## PROBLEM REQUIREMENTS
Begin at the first line of the records below and, please, give each line again exactly until the line with "here: they are" is included.

## MATERIAL FOR THIS TASK

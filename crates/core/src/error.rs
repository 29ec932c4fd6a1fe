/// Domain error shared by every crate in the workspace.
///
/// Variants are the error taxonomy the HTTP layer maps to status codes.
/// History-read failures during version creation never appear here: they are
/// logged and absorbed by the repository.
#[derive(Debug, thiserror::Error)]
pub enum CoreError {
    #[error("Entity not found: {entity} with id {id}")]
    NotFound { entity: &'static str, id: String },

    #[error("Validation failed: {0}")]
    Validation(String),

    #[error("Conflict: {0}")]
    Conflict(String),

    #[error("Protected field: {0}")]
    ProtectedField(String),

    #[error("Upstream unavailable: {0}")]
    Unavailable(String),

    #[error("Internal error: {0}")]
    Internal(String),
}

impl CoreError {
    /// Shorthand for [`CoreError::NotFound`].
    pub fn not_found(entity: &'static str, id: impl Into<String>) -> Self {
        Self::NotFound {
            entity,
            id: id.into(),
        }
    }
}

#[cfg(test)]
mod tests {
    use super::*;

    #[test]
    fn not_found_display_includes_entity_and_id() {
        let err = CoreError::not_found("Asset", "server.srv1");
        assert_eq!(
            err.to_string(),
            "Entity not found: Asset with id server.srv1"
        );
    }

    #[test]
    fn protected_field_display() {
        let err = CoreError::ProtectedField("Cannot delete required field 'status'".into());
        assert!(err.to_string().contains("status"));
    }
}
//! Backend selection.
//!
//! The set of backends is fixed; configuration picks one by name at startup.

use std::fmt;
use std::str::FromStr;
use std::sync::Arc;

use super::memory::MemoryDocumentStore;
use super::postgres::PgDocumentStore;
use super::{DocumentStore, StoreError, StoreResult};
use crate::DbPool;

#[derive(Debug, Clone, Copy, PartialEq, Eq)]
pub enum BackendType {
    /// Process-local maps (development and tests).
    Memory,
    /// JSONB tables in Postgres.
    Postgres,
}

impl FromStr for BackendType {
    type Err = StoreError;

    fn from_str(s: &str) -> Result<Self, Self::Err> {
        match s.trim().to_lowercase().as_str() {
            "memory" => Ok(BackendType::Memory),
            "postgres" | "postgresql" => Ok(BackendType::Postgres),
            other => Err(StoreError::UnknownBackend(other.to_string())),
        }
    }
}

impl BackendType {
    pub fn as_str(&self) -> &'static str {
        match self {
            BackendType::Memory => "memory",
            BackendType::Postgres => "postgres",
        }
    }
}

impl fmt::Display for BackendType {
    fn fmt(&self, f: &mut fmt::Formatter<'_>) -> fmt::Result {
        f.write_str(self.as_str())
    }
}

#[derive(Debug, Clone)]
pub struct StoreConfig {
    pub backend: BackendType,
    /// Connection string for database backends.
    pub database_url: Option<String>,
    /// Apply pending migrations when connecting.
    pub run_migrations: bool,
}

impl StoreConfig {
    pub fn memory() -> Self {
        Self {
            backend: BackendType::Memory,
            database_url: None,
            run_migrations: false,
        }
    }

    pub fn postgres(database_url: impl Into<String>) -> Self {
        Self {
            backend: BackendType::Postgres,
            database_url: Some(database_url.into()),
            run_migrations: true,
        }
    }
}

/// A connected backend. `pool` is set for database backends so other
/// components (event persistence) can share the connections.
#[derive(Clone)]
pub struct OpenedStore {
    pub store: Arc<dyn DocumentStore>,
    pub pool: Option<DbPool>,
}

pub struct StoreFactory;

impl StoreFactory {
    /// Build the configured backend.
    pub async fn create(config: &StoreConfig) -> StoreResult<OpenedStore> {
        match config.backend {
            BackendType::Memory => Ok(OpenedStore {
                store: Self::memory(),
                pool: None,
            }),
            BackendType::Postgres => {
                let url = config.database_url.as_deref().ok_or_else(|| {
                    StoreError::Config("DATABASE_URL is required for the postgres backend".into())
                })?;
                let pool = crate::create_pool(url).await?;
                if config.run_migrations {
                    crate::run_migrations(&pool)
                        .await
                        .map_err(|e| StoreError::Config(format!("Migration failed: {e}")))?;
                }
                tracing::info!(backend = %config.backend, "Document store connected");
                Ok(OpenedStore {
                    store: Arc::new(PgDocumentStore::new(pool.clone())),
                    pool: Some(pool),
                })
            }
        }
    }

    pub fn memory() -> Arc<dyn DocumentStore> {
        Arc::new(MemoryDocumentStore::new()) as Arc<dyn DocumentStore>
    }
}

#[cfg(test)]
mod tests {
    use super::*;
    use assert_matches::assert_matches;

    #[test]
    fn backend_names_are_case_insensitive() {
        assert_eq!("memory".parse::<BackendType>().unwrap(), BackendType::Memory);
        assert_eq!("Postgres".parse::<BackendType>().unwrap(), BackendType::Postgres);
        assert_eq!("postgresql".parse::<BackendType>().unwrap(), BackendType::Postgres);
    }

    #[test]
    fn unknown_backend_is_rejected() {
        assert_matches!(
            "elasticsearch".parse::<BackendType>(),
            Err(StoreError::UnknownBackend(name)) if name == "elasticsearch"
        );
    }

    #[tokio::test]
    async fn postgres_without_url_fails() {
        let config = StoreConfig {
            backend: BackendType::Postgres,
            database_url: None,
            run_migrations: false,
        };
        assert_matches!(
            StoreFactory::create(&config).await.err(),
            Some(StoreError::Config(_))
        );
    }

    #[tokio::test]
    async fn memory_backend_is_reachable() {
        let opened = StoreFactory::create(&StoreConfig::memory()).await.unwrap();
        assert!(opened.pool.is_none());
        assert_eq!(opened.store.backend_name(), "memory");
        opened.store.ping().await.unwrap();
    }
}
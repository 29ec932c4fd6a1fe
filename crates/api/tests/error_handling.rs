//! Tests for `AppError` -> HTTP response mapping.
//!
//! These call `IntoResponse` directly on `AppError` values; no router is
//! involved.

use axum::http::StatusCode;
use axum::response::IntoResponse;
use http_body_util::BodyExt;
use stockpile_api::error::AppError;
use stockpile_core::error::CoreError;

/// Convert an `AppError` into its status code and parsed JSON body.
async fn error_to_response(err: AppError) -> (StatusCode, serde_json::Value) {
    let response = err.into_response();
    let status = response.status();
    let bytes = response.into_body().collect().await.unwrap().to_bytes();
    let json: serde_json::Value = serde_json::from_slice(&bytes).unwrap();
    (status, json)
}

#[tokio::test]
async fn not_found_returns_404() {
    let (status, json) =
        error_to_response(AppError::Core(CoreError::not_found("Asset", "server.srv1"))).await;

    assert_eq!(status, StatusCode::NOT_FOUND);
    assert_eq!(json["code"], "NOT_FOUND");
    assert_eq!(json["error"], "Asset with id server.srv1 not found");
}

#[tokio::test]
async fn validation_returns_400() {
    let (status, json) =
        error_to_response(AppError::Core(CoreError::Validation("bad id".into()))).await;

    assert_eq!(status, StatusCode::BAD_REQUEST);
    assert_eq!(json["code"], "VALIDATION_ERROR");
    assert_eq!(json["error"], "bad id");
}

#[tokio::test]
async fn conflict_returns_409() {
    let (status, json) =
        error_to_response(AppError::Core(CoreError::Conflict("exists".into()))).await;

    assert_eq!(status, StatusCode::CONFLICT);
    assert_eq!(json["code"], "CONFLICT");
}

#[tokio::test]
async fn protected_field_returns_422() {
    let (status, json) = error_to_response(AppError::Core(CoreError::ProtectedField(
        "Cannot delete required field 'status'".into(),
    )))
    .await;

    assert_eq!(status, StatusCode::UNPROCESSABLE_ENTITY);
    assert_eq!(json["code"], "PROTECTED_FIELD");
    assert_eq!(json["error"], "Cannot delete required field 'status'");
}

#[tokio::test]
async fn unavailable_returns_503_without_details() {
    let (status, json) = error_to_response(AppError::Core(CoreError::Unavailable(
        "pool timed out while connecting to 10.0.0.5".into(),
    )))
    .await;

    assert_eq!(status, StatusCode::SERVICE_UNAVAILABLE);
    assert_eq!(json["code"], "UPSTREAM_UNAVAILABLE");
    assert!(!json["error"].as_str().unwrap().contains("10.0.0.5"));
}

#[tokio::test]
async fn internal_error_is_sanitized() {
    let (status, json) =
        error_to_response(AppError::Core(CoreError::Internal("secret detail".into()))).await;

    assert_eq!(status, StatusCode::INTERNAL_SERVER_ERROR);
    assert_eq!(json["code"], "INTERNAL_ERROR");
    assert_eq!(json["error"], "An internal error occurred");
}

#[tokio::test]
async fn http_specific_variants() {
    let (status, json) = error_to_response(AppError::BadRequest("bad body".into())).await;
    assert_eq!(status, StatusCode::BAD_REQUEST);
    assert_eq!(json["code"], "BAD_REQUEST");

    let (status, json) = error_to_response(AppError::Unauthorized("who".into())).await;
    assert_eq!(status, StatusCode::UNAUTHORIZED);
    assert_eq!(json["code"], "UNAUTHORIZED");

    let (status, json) = error_to_response(AppError::Forbidden("nope".into())).await;
    assert_eq!(status, StatusCode::FORBIDDEN);
    assert_eq!(json["code"], "FORBIDDEN");
}
//! Visualization and reporting: 3-d PCA scatter with Plotters, console score report

use crate::data::{RawInput, ReferencePoint};
use crate::scorer::{ConfidenceTier, ScoreResult};
use crate::segments::{ClusterId, N_CLUSTERS};
use plotters::prelude::*;
use std::ops::Range;

/// Plotly qualitative palette, one color per cluster
const CLUSTER_COLORS: [RGBColor; N_CLUSTERS] = [
    RGBColor(0x63, 0x6E, 0xFA),
    RGBColor(0xEF, 0x55, 0x3B),
    RGBColor(0x00, 0xCC, 0x96),
    RGBColor(0xAB, 0x63, 0xFA),
];

const ASSIGNED_OPACITY: f64 = 0.9;
const BACKGROUND_OPACITY: f64 = 0.1;

/// Axis ranges covering every point, padded on each side
#[derive(Debug, Clone, PartialEq)]
pub struct PlotBounds {
    pub x: Range<f64>,
    pub y: Range<f64>,
    pub z: Range<f64>,
}

impl PlotBounds {
    pub fn from_points(points: &[ReferencePoint], extra: [f64; 3], padding: f64) -> Self {
        let mut min = extra;
        let mut max = extra;
        for p in points {
            for (axis, v) in [p.x, p.y, p.z].into_iter().enumerate() {
                min[axis] = min[axis].min(v);
                max[axis] = max[axis].max(v);
            }
        }
        let range = |axis: usize| (min[axis] - padding)..(max[axis] + padding);
        Self {
            x: range(0),
            y: range(1),
            z: range(2),
        }
    }
}

/// Reference points grouped per cluster, in cluster id order
pub fn points_by_cluster(points: &[ReferencePoint]) -> [Vec<(f64, f64, f64)>; N_CLUSTERS] {
    let mut groups: [Vec<(f64, f64, f64)>; N_CLUSTERS] = Default::default();
    for p in points {
        groups[p.cluster.index()].push((p.x, p.y, p.z));
    }
    groups
}

/// Render the reference points with the scored input highlighted
///
/// # Arguments
/// * `reference_points` - Previously projected customers, colored by cluster
/// * `result` - Score of the new input; its cluster is drawn opaque, the rest faint
/// * `output_path` - Path to save the PNG plot
pub fn render_cluster_plot(
    reference_points: &[ReferencePoint],
    result: &ScoreResult,
    output_path: &str,
) -> crate::Result<()> {
    let bounds = PlotBounds::from_points(reference_points, result.projection, 0.5);

    let root = BitMapBackend::new(output_path, (900, 700)).into_drawing_area();
    root.fill(&WHITE)?;

    let mut chart = ChartBuilder::on(&root)
        .caption("PCA Cluster Visualization", ("sans-serif", 30))
        .margin(20)
        .build_cartesian_3d(bounds.x.clone(), bounds.y.clone(), bounds.z.clone())?;

    chart.with_projection(|mut pb| {
        pb.yaw = 0.6;
        pb.pitch = 0.35;
        pb.scale = 0.8;
        pb.into_matrix()
    });

    chart.configure_axes().draw()?;

    for (cluster, points) in ClusterId::ALL.into_iter().zip(points_by_cluster(reference_points)) {
        let opacity = if cluster == result.cluster {
            ASSIGNED_OPACITY
        } else {
            BACKGROUND_OPACITY
        };
        let color = CLUSTER_COLORS[cluster.index()];

        chart
            .draw_series(
                points
                    .into_iter()
                    .map(move |coord| Circle::new(coord, 3, color.mix(opacity).filled())),
            )?
            .label(cluster.label())
            .legend(move |(x, y)| Circle::new((x, y), 4, color.filled()));
    }

    let [x, y, z] = result.projection;
    chart
        .draw_series(std::iter::once(Cross::new((x, y, z), 6, BLACK.stroke_width(2))))?
        .label("New Input")
        .legend(|(x, y)| Cross::new((x, y), 4, BLACK.stroke_width(2)));

    chart
        .configure_series_labels()
        .position(SeriesLabelPosition::LowerMiddle)
        .background_style(&WHITE.mix(0.8))
        .border_style(&BLACK)
        .label_font(("sans-serif", 12))
        .draw()?;

    root.present()?;
    tracing::info!(path = output_path, "cluster plot saved");

    Ok(())
}

/// Format an amount as `$1,234.56`
pub fn format_currency(amount: f64) -> String {
    let cents = format!("{:.2}", amount.abs());
    let (whole, fraction) = cents.split_once('.').unwrap_or((cents.as_str(), "00"));

    let mut grouped = String::with_capacity(whole.len() + whole.len() / 3);
    for (i, digit) in whole.chars().enumerate() {
        if i > 0 && (whole.len() - i) % 3 == 0 {
            grouped.push(',');
        }
        grouped.push(digit);
    }

    let sign = if amount < 0.0 { "-" } else { "" };
    format!("{}${}.{}", sign, grouped, fraction)
}

/// Print the assignment, its confidence and an input summary to the console
pub fn print_score_report(raw: &RawInput, result: &ScoreResult) {
    println!(
        "Assigned to: Cluster {} ({})",
        result.cluster, result.label
    );

    println!("\n=== Cluster Description ===");
    println!("{}", result.description);

    println!("\nDistance to Cluster Center: {:.3}", result.distance);
    let marker = match result.confidence {
        ConfidenceTier::CloseMatch => "✓",
        ConfidenceTier::WeakMatch => "!",
        ConfidenceTier::Unreliable => "✗",
    };
    println!("{} {}", marker, result.confidence.message());

    println!("\n=== Input Summary ===");
    println!("  Days Since Last Transaction: {}", raw.days_since_last_txn);
    println!("  Active Days:                 {}", raw.active_days);
    println!("  Number of Transactions:      {}", result.num_txn);
    println!("  Total Amount:                {}", format_currency(raw.total_amount));
    println!("  Avg Transaction Amount:      {}", format_currency(result.avg_txn_amount));
    println!("  Unique Merchants:            {}", raw.num_unique_merchants);

    let [x, y, z] = result.projection;
    println!("\nPCA coordinates: ({:.3}, {:.3}, {:.3})", x, y, z);
}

## COMPLETED EXERCISE
filename crates/core/src/error.rs
repository 29ec932c4fd6a1fe
/// Domain error shared by every crate in the workspace.
///
/// Variants are the error taxonomy the HTTP layer maps to status codes.
/// History-read failures during version creation never appear here: they are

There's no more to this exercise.